GOAL OF THE EXERCISE » Tally up the lines in the material where the word "proof" appears, then give the total and nothing else.

DATASET ENTRIES »
▬▬▬▬▬▬
use std::{
    net::SocketAddr,
    sync::{
        Arc,
        atomic::{AtomicUsize, Ordering},
    },
    time::Duration,
};

use axum::{Router, body::Body, routing::post};
use http::{Request, Response, StatusCode};
use http_body_util::BodyExt;
use serde_json::{Value, json};
use tower::ServiceExt;
use url::Url;
use x402_core::{
    transport::{PAYMENT_HEADER, PAYMENT_RESPONSE_HEADER, PaymentPayload, SettlementResponse},
    types::{Base64EncodedHeader, X402V1},
};
use x402_kit::{
    mock::{MOCK_PAYER, MockFacilitator, MockOutcome},
    networks::evm::{EvmAddress, KnownNetwork},
};
use x402_random::{
    app,
    config::{AppConfig, FacilitatorConfig, FacilitatorPreset, LogFormat},
};

fn config() -> AppConfig {
    AppConfig {
        pay_to: EvmAddress::ZERO,
        network: KnownNetwork::BaseSepolia,
        price: "$0.01".parse().unwrap(),
        max_timeout_seconds: 60,
        facilitator: FacilitatorConfig {
            preset: FacilitatorPreset::X402Org,
            url: None,
            api_key: None,
        },
        resource_url: Url::parse("http://localhost:3000/api/random").unwrap(),
        listen_addr: SocketAddr::from(([127, 0, 0, 1], 3000)),
        log_format: LogFormat::Compact,
    }
}

fn service(facilitator: MockFacilitator) -> Router {
    app::router(app::paywall(&config(), facilitator).unwrap())
}

/// The paywall in front of a handler that only counts its invocations.
fn counting_service(facilitator: MockFacilitator) -> (Router, Arc<AtomicUsize>) {
    let calls = Arc::new(AtomicUsize::new(0));
    let counter = calls.clone();
    let router = Router::new().route(
        "/api/random",
        post(move || {
            let counter = counter.clone();
            async move {
                counter.fetch_add(1, Ordering::SeqCst);
                "drawn"
            }
        }),
    );
    let paywall = app::paywall(&config(), facilitator).unwrap();
    (app::protect(router, paywall), calls)
}

fn payment(network: &str) -> String {
    let payload = PaymentPayload {
        x402_version: X402V1,
        scheme: "exact".to_string(),
        network: network.to_string(),
        payload: json!({
            "signature": "0x2d6a7588d6acca505cbf0d9a4a227e0c52c6c34008c8e8986a1283259764173608a2ce6496642e377d6da8dbbf5836e9bd15092f9ecab05ded3d6293af148b571c",
            "authorization": {
                "from": MOCK_PAYER,
                "to": "0x0000000000000000000000000000000000000000",
                "value": "10000",
                "validAfter": "1740672089",
                "validBefore": "1740672154",
                "nonce": "0xf3746613c2d920b5fdabc0856f2aeb2d4f88ee6037b8cc5d04a71a4462f13480"
            }
        }),
    };
    Base64EncodedHeader::try_from(&payload).unwrap().0
}

fn random_request(body: &str, payment: Option<String>) -> Request<Body> {
    let mut builder = Request::post("/api/random").header("content-type", "application/json");
    if let Some(payment) = payment {
        builder = builder.header(PAYMENT_HEADER, payment);
    }
    builder.body(Body::from(body.to_string())).unwrap()
}

async fn json_body(response: Response<Body>) -> Value {
    let bytes = response.into_body().collect().await.unwrap().to_bytes();
    serde_json::from_slice(&bytes).unwrap()
}

#[tokio::test]
async fn unpaid_request_gets_challenge_and_handler_never_runs() {
    let facilitator = MockFacilitator::valid();
    let (router, calls) = counting_service(facilitator.clone());

    let response = router.oneshot(random_request("{}", None)).await.unwrap();

    assert_eq!(response.status(), StatusCode::PAYMENT_REQUIRED);
    assert_eq!(calls.load(Ordering::SeqCst), 0);
    assert_eq!(facilitator.verify_calls(), 0);

    let body = json_body(response).await;
    assert_eq!(body["x402Version"], 1);
    assert_eq!(body["error"], "X-PAYMENT header is required");

    let accepts = body["accepts"].as_array().unwrap();
    assert_eq!(accepts.len(), 1);
    let requirement = &accepts[0];
    assert_eq!(requirement["scheme"], "exact");
    assert_eq!(requirement["network"], "base-sepolia");
    assert_eq!(requirement["maxAmountRequired"], "10000");
    assert_eq!(requirement["resource"], "http://localhost:3000/api/random");
    assert_eq!(requirement["mimeType"], "application/json");
    assert_eq!(requirement["maxTimeoutSeconds"], 60);
    assert_eq!(
        requirement["asset"],
        "0x036CbD53842c5426634e7929541eC2318f3dCF7e"
    );
    assert_eq!(requirement["extra"], json!({ "name": "USDC", "version": "2" }));
    assert_eq!(requirement["outputSchema"]["input"]["discoverable"], true);
}

#[tokio::test]
async fn invalid_payment_never_runs_handler() {
    let facilitator = MockFacilitator::invalid("invalid_exact_evm_payload_signature");
    let (router, calls) = counting_service(facilitator.clone());

    let response = router
        .oneshot(random_request("{}", Some(payment("base-sepolia"))))
        .await
        .unwrap();

    assert_eq!(response.status(), StatusCode::PAYMENT_REQUIRED);
    assert_eq!(calls.load(Ordering::SeqCst), 0);
    assert_eq!(facilitator.verify_calls(), 1);
    assert_eq!(facilitator.settle_calls(), 0);
    assert_eq!(
        json_body(response).await["error"],
        "invalid_exact_evm_payload_signature"
    );
}

#[tokio::test]
async fn valid_payment_runs_handler_exactly_once() {
    let facilitator = MockFacilitator::valid();
    let (router, calls) = counting_service(facilitator.clone());

    let response = router
        .oneshot(random_request("{}", Some(payment("base-sepolia"))))
        .await
        .unwrap();

    assert_eq!(response.status(), StatusCode::OK);
    assert_eq!(calls.load(Ordering::SeqCst), 1);
    assert_eq!(facilitator.verify_calls(), 1);
    assert_eq!(facilitator.settle_calls(), 1);
}

#[tokio::test]
async fn facilitator_outage_fails_closed() {
    let facilitator = MockFacilitator::unreachable("connection refused");
    let (router, calls) = counting_service(facilitator.clone());

    let response = router
        .oneshot(random_request("{}", Some(payment("base-sepolia"))))
        .await
        .unwrap();

    assert_eq!(response.status(), StatusCode::PAYMENT_REQUIRED);
    assert_eq!(calls.load(Ordering::SeqCst), 0);
}

#[tokio::test(start_paused = true)]
async fn verification_timeout_fails_closed() {
    let facilitator = MockFacilitator::valid().with_delay(Duration::from_secs(120));
    let (router, calls) = counting_service(facilitator.clone());

    let response = router
        .oneshot(random_request("{}", Some(payment("base-sepolia"))))
        .await
        .unwrap();

    assert_eq!(response.status(), StatusCode::PAYMENT_REQUIRED);
    assert_eq!(calls.load(Ordering::SeqCst), 0);
    assert_eq!(
        json_body(response).await["error"],
        "payment verification timed out"
    );
}

#[tokio::test]
async fn duplicate_requests_are_each_verified() {
    let facilitator = MockFacilitator::valid();
    let (router, calls) = counting_service(facilitator.clone());
    let proof = payment("base-sepolia");

    for _ in 0..3 {
        let response = router
            .clone()
            .oneshot(random_request("{}", Some(proof.clone())))
            .await
            .unwrap();
        assert_eq!(response.status(), StatusCode::OK);
    }

    assert_eq!(calls.load(Ordering::SeqCst), 3);
    assert_eq!(facilitator.verify_calls(), 3);
}

#[tokio::test]
async fn paid_default_range_returns_number_with_payment_metadata() {
    let facilitator = MockFacilitator::valid();
    let response = service(facilitator)
        .oneshot(random_request("{}", Some(payment("base-sepolia"))))
        .await
        .unwrap();

    assert_eq!(response.status(), StatusCode::OK);

    let header = response
        .headers()
        .get(PAYMENT_RESPONSE_HEADER)
        .unwrap()
        .to_str()
        .unwrap()
        .to_string();
    let settlement = SettlementResponse::try_from(&Base64EncodedHeader(header)).unwrap();
    assert!(settlement.success);
    assert_eq!(settlement.payer, MOCK_PAYER);
    assert_eq!(settlement.network, "base-sepolia");

    let body = json_body(response).await;
    assert_eq!(body["success"], true);
    let n = body["randomNumber"].as_i64().unwrap();
    assert!((1..=100).contains(&n));
    assert_eq!(body["range"], json!({ "min": 1, "max": 100 }));
    assert_eq!(body["cost"], "$0.01");
    assert_eq!(body["network"], "base-sepolia");

    let timestamp = body["timestamp"].as_str().unwrap();
    assert!(timestamp.ends_with('Z'));
    assert!(chrono::DateTime::parse_from_rfc3339(timestamp).is_ok());
}

#[tokio::test]
async fn empty_body_uses_default_range() {
    let response = service(MockFacilitator::valid())
        .oneshot(random_request("", Some(payment("base-sepolia"))))
        .await
        .unwrap();

    assert_eq!(response.status(), StatusCode::OK);
    assert_eq!(
        json_body(response).await["range"],
        json!({ "min": 1, "max": 100 })
    );
}

#[tokio::test]
async fn single_point_range_always_returns_it() {
    let router = service(MockFacilitator::valid());

    for _ in 0..5 {
        let response = router
            .clone()
            .oneshot(random_request(
                r#"{"min": 5, "max": 5}"#,
                Some(payment("base-sepolia")),
            ))
            .await
            .unwrap();
        assert_eq!(response.status(), StatusCode::OK);
        assert_eq!(json_body(response).await["randomNumber"], 5);
    }
}

#[tokio::test]
async fn inverted_range_is_bad_request_and_not_settled() {
    let facilitator = MockFacilitator::valid();
    let response = service(facilitator.clone())
        .oneshot(random_request(
            r#"{"min": 10, "max": 1}"#,
            Some(payment("base-sepolia")),
        ))
        .await
        .unwrap();

    assert_eq!(response.status(), StatusCode::BAD_REQUEST);
    assert!(response.headers().get(PAYMENT_RESPONSE_HEADER).is_none());
    assert_eq!(facilitator.settle_calls(), 0);

    let body = json_body(response).await;
    assert_eq!(body["success"], false);
    assert_eq!(
        body["error"],
        "`min` (10) must be less than or equal to `max` (1)"
    );
}

#[tokio::test]
async fn non_numeric_bound_is_bad_request() {
    let response = service(MockFacilitator::valid())
        .oneshot(random_request(
            r#"{"min": "one"}"#,
            Some(payment("base-sepolia")),
        ))
        .await
        .unwrap();

    assert_eq!(response.status(), StatusCode::BAD_REQUEST);
    assert_eq!(
        json_body(response).await,
        json!({ "success": false, "error": "`min` must be a finite number" })
    );
}

#[tokio::test]
async fn settlement_failure_returns_payment_required() {
    let facilitator =
        MockFacilitator::valid().with_settle(MockOutcome::Error("facilitator down".to_string()));
    let response = service(facilitator.clone())
        .oneshot(random_request("{}", Some(payment("base-sepolia"))))
        .await
        .unwrap();

    assert_eq!(response.status(), StatusCode::PAYMENT_REQUIRED);
    assert_eq!(facilitator.settle_calls(), 1);
    let body = json_body(response).await;
    assert!(
        body["error"]
            .as_str()
            .unwrap()
            .starts_with("settlement failed")
    );
}

#[tokio::test]
async fn unprotected_routes_never_contact_facilitator() {
    let facilitator = MockFacilitator::invalid("unused");
    let router = service(facilitator.clone());

    let health = router
        .clone()
        .oneshot(Request::get("/health").body(Body::empty()).unwrap())
        .await
        .unwrap();
    assert_eq!(health.status(), StatusCode::OK);
    assert_eq!(json_body(health).await, json!({ "status": "ok" }));

    let wrong_method = router
        .oneshot(Request::get("/api/random").body(Body::empty()).unwrap())
        .await
        .unwrap();
    assert_eq!(wrong_method.status(), StatusCode::METHOD_NOT_ALLOWED);

    assert_eq!(facilitator.verify_calls(), 0);
}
▬▬▬▬▬▬
ANSWER BOX » 2